Jude goes on to remind his audience that this was all predicted by the apostles and as such we shouldn't be shocked to see false teachers in our midst:
But you must remember, beloved, the predictions of the apostles of our Lord Jesus Christ. They said to you, "In the last time there will be scoffers, following their own ungodly passions." It is these who cause divisions, worldly people, devoid of the Spirit. (Jude 1:17-19)
Then amid all of the dire warnings and stern word pictures we get a beautiful closing with the promise of God, the calling of the great commission and a beautiful doxology:
But you, beloved, building yourselves up in your most holy faith and praying in the Holy Spirit, keep yourselves in the love of God, waiting for the mercy of our Lord Jesus Christ that leads to eternal life. And have mercy on those who doubt; save others by snatching them out of the fire; to others show mercy with fear, hating even the garment stained by the flesh. Now to him who is able to keep you from stumbling and to present you blameless before the presence of his glory with great joy, to the only God, our Savior, through Jesus Christ our Lord, be glory, majesty, dominion, and authority, before all time and now and forever. Amen. (Jude 1:20-25)
It seems as if Jude were writing to the contemporary church, beset from without but especially from within. So many of us are sort in a stunned inaction, so disarmed by the ferocious attack on the faith that they don't want to move for fear of upsetting what little stability they have left. Many more want to sing contemporary Christian music more and more loudly to drown out the voices of warning all around them. Easier to pretend all is well than to face the ravening wolves.

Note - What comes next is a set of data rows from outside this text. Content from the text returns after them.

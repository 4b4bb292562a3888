//! Project service for managing ML projects and their directory skeletons

use std::fmt::Debug;
use std::path::PathBuf;
use std::sync::Arc;

use async_trait::async_trait;
use serde::Deserialize;
use tracing::{info, instrument, warn};

use crate::domain::error::DomainError;
use crate::domain::project::{NewProject, Project, ProjectRepository, ProjectStatus, ProjectUpdate};
use crate::infrastructure::materializer;

/// Request to create a project
#[derive(Debug, Clone, Deserialize)]
pub struct CreateProjectRequest {
    pub name: String,
    #[serde(default)]
    pub description: String,
    #[serde(default = "default_created_by")]
    pub created_by: String,
}

/// Request to partially update a project
#[derive(Debug, Clone, Default, Deserialize)]
pub struct UpdateProjectRequest {
    pub name: Option<String>,
    pub description: Option<String>,
    pub status: Option<ProjectStatus>,
}

fn default_created_by() -> String {
    "system".to_string()
}

/// Trait for project service (for dynamic dispatch in AppState)
#[async_trait]
pub trait ProjectServiceTrait: Send + Sync + Debug {
    async fn create(&self, request: CreateProjectRequest) -> Result<Project, DomainError>;

    async fn get(&self, id: i64) -> Result<Project, DomainError>;

    async fn list(&self) -> Result<Vec<Project>, DomainError>;

    async fn update(&self, id: i64, request: UpdateProjectRequest)
        -> Result<Project, DomainError>;

    async fn delete(&self, id: i64) -> Result<(), DomainError>;
}

/// Project service implementation
#[derive(Debug)]
pub struct ProjectService {
    repository: Arc<dyn ProjectRepository>,
    /// Root directory under which every project gets its own subtree
    projects_root: PathBuf,
}

impl ProjectService {
    pub fn new(repository: Arc<dyn ProjectRepository>, projects_root: PathBuf) -> Self {
        Self {
            repository,
            projects_root,
        }
    }

    fn validate_name(name: &str) -> Result<(), DomainError> {
        let trimmed = name.trim();
        if trimmed.is_empty() {
            return Err(DomainError::validation("Project name must not be empty"));
        }
        if trimmed.contains('/') || trimmed.contains("..") {
            return Err(DomainError::validation(
                "Project name must not contain path separators",
            ));
        }
        Ok(())
    }
}

#[async_trait]
impl ProjectServiceTrait for ProjectService {
    #[instrument(skip(self), fields(name = %request.name))]
    async fn create(&self, request: CreateProjectRequest) -> Result<Project, DomainError> {
        Self::validate_name(&request.name)?;
        let name = request.name.trim().to_string();

        // Check first for a friendly error; the unique constraint still backs
        // this up under concurrent creates.
        if self.repository.get_by_name(&name).await?.is_some() {
            return Err(DomainError::conflict(format!(
                "Project '{}' already exists",
                name
            )));
        }

        let project_dir = self.projects_root.join(&name);
        materializer::scaffold_project(&project_dir).await?;

        let created = self
            .repository
            .insert(NewProject {
                name,
                description: request.description,
                path: project_dir.to_string_lossy().into_owned(),
                created_by: request.created_by,
            })
            .await?;

        info!(project_id = created.id, "Created project");
        Ok(created)
    }

    #[instrument(skip(self))]
    async fn get(&self, id: i64) -> Result<Project, DomainError> {
        self.repository
            .get(id)
            .await?
            .ok_or_else(|| DomainError::not_found(format!("Project '{}'", id)))
    }

    #[instrument(skip(self))]
    async fn list(&self) -> Result<Vec<Project>, DomainError> {
        self.repository.list().await
    }

    #[instrument(skip(self))]
    async fn update(
        &self,
        id: i64,
        request: UpdateProjectRequest,
    ) -> Result<Project, DomainError> {
        if let Some(name) = &request.name {
            Self::validate_name(name)?;
        }

        let update = ProjectUpdate {
            name: request.name.map(|n| n.trim().to_string()),
            description: request.description,
            path: None,
            status: request.status,
        };
        if update.is_empty() {
            return self.get(id).await;
        }

        let updated = self
            .repository
            .update(id, update)
            .await?
            .ok_or_else(|| DomainError::not_found(format!("Project '{}'", id)))?;

        info!(project_id = id, "Updated project");
        Ok(updated)
    }

    #[instrument(skip(self))]
    async fn delete(&self, id: i64) -> Result<(), DomainError> {
        let project = self.get(id).await?;

        if !self.repository.delete(id).await? {
            return Err(DomainError::not_found(format!("Project '{}'", id)));
        }

        // Metadata rows cascade in storage; the directory tree is removed
        // best-effort and orphans are tolerated.
        if let Err(err) = tokio::fs::remove_dir_all(&project.path).await {
            if err.kind() != std::io::ErrorKind::NotFound {
                warn!(project_id = id, %err, "Failed to remove project directory");
            }
        }

        info!(project_id = id, "Deleted project");
        Ok(())
    }
}
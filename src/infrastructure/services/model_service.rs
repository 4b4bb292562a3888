//! Model catalog service

use std::fmt::Debug;
use std::sync::Arc;

use async_trait::async_trait;
use tracing::instrument;

use crate::domain::error::DomainError;
use crate::domain::model::{Model, ModelRepository};

/// Trait for model service (for dynamic dispatch in AppState)
#[async_trait]
pub trait ModelServiceTrait: Send + Sync + Debug {
    async fn get(&self, id: i64) -> Result<Model, DomainError>;

    /// Models, optionally scoped to one project, newest first
    async fn list(&self, project_id: Option<i64>) -> Result<Vec<Model>, DomainError>;
}

/// Model service implementation
#[derive(Debug)]
pub struct ModelService {
    repository: Arc<dyn ModelRepository>,
}

impl ModelService {
    pub fn new(repository: Arc<dyn ModelRepository>) -> Self {
        Self { repository }
    }
}

#[async_trait]
impl ModelServiceTrait for ModelService {
    #[instrument(skip(self))]
    async fn get(&self, id: i64) -> Result<Model, DomainError> {
        self.repository
            .get(id)
            .await?
            .ok_or_else(|| DomainError::not_found(format!("Model '{}'", id)))
    }

    #[instrument(skip(self))]
    async fn list(&self, project_id: Option<i64>) -> Result<Vec<Model>, DomainError> {
        self.repository.list(project_id).await
    }
}

#[cfg(test)]
mod tests {
    use super::*;
    use crate::domain::model::NewModel;
    use crate::infrastructure::model::InMemoryModelRepository;
    use serde_json::json;

    #[tokio::test]
    async fn test_get_and_list() {
        let repository = Arc::new(InMemoryModelRepository::new());
        let service = ModelService::new(Arc::clone(&repository) as Arc<dyn ModelRepository>);

        let created = repository
            .insert(NewModel {
                project_id: 1,
                dataset_id: "3".to_string(),
                name: "plates_model".to_string(),
                version: "v1.0_model".to_string(),
                description: String::new(),
                artifact_path: "/projects/demo/models/plates.pt".to_string(),
                framework: "pytorch".to_string(),
                hyperparameters: json!({}),
                metrics: json!({}),
                fingerprint: "fp".to_string(),
                created_by: "tester".to_string(),
            })
            .await
            .unwrap();

        let fetched = service.get(created.id).await.unwrap();
        assert_eq!(fetched.version, "v1.0_model");

        assert_eq!(service.list(Some(1)).await.unwrap().len(), 1);
        assert!(service.list(Some(2)).await.unwrap().is_empty());
    }

    #[tokio::test]
    async fn test_get_missing_is_not_found() {
        let service = ModelService::new(Arc::new(InMemoryModelRepository::new()));
        assert!(matches!(
            service.get(42).await,
            Err(DomainError::NotFound { .. })
        ));
    }
}
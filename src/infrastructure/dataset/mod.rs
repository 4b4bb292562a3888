//! Dataset repository implementations

mod in_memory_repository;
mod postgres_repository;

pub use in_memory_repository::InMemoryDatasetRepository;
pub use postgres_repository::PostgresDatasetRepository;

As Jude shows us, we cannot simply sit around in indifference while the church is under assault from false teachers who lead others astray. Jude was desirous to talk about other topics but he recognized the need to speak out when the church was under assault. We should be the same.

2 comments:

Gus Supan said...

How does the problem of besetting sin apply to this teaching? (a sin that has troubled someone for years. A sin that someone hates and constantly seeks forgiveness but has yet to gain victory. To me as long as someone caught in besetting sin and continues to repeatedly repent is yet a Christian. One who claims being a Christian and lives in besetting sin blowing it off without genuine repentance may not be a Chrustian. I use the words "may not" because I have a difficult time judging another's heart. "Man looks on the outer appearance but God looks on the heart."

Arthur Sido said...

This is largely an issue of discipleship and church discipline. Another problem is that we don't know each other as well as we should in the church and culturally many people are (often rightly) afraid that if they come for help with a besetting sin people are going to treat them like the proverbial leper.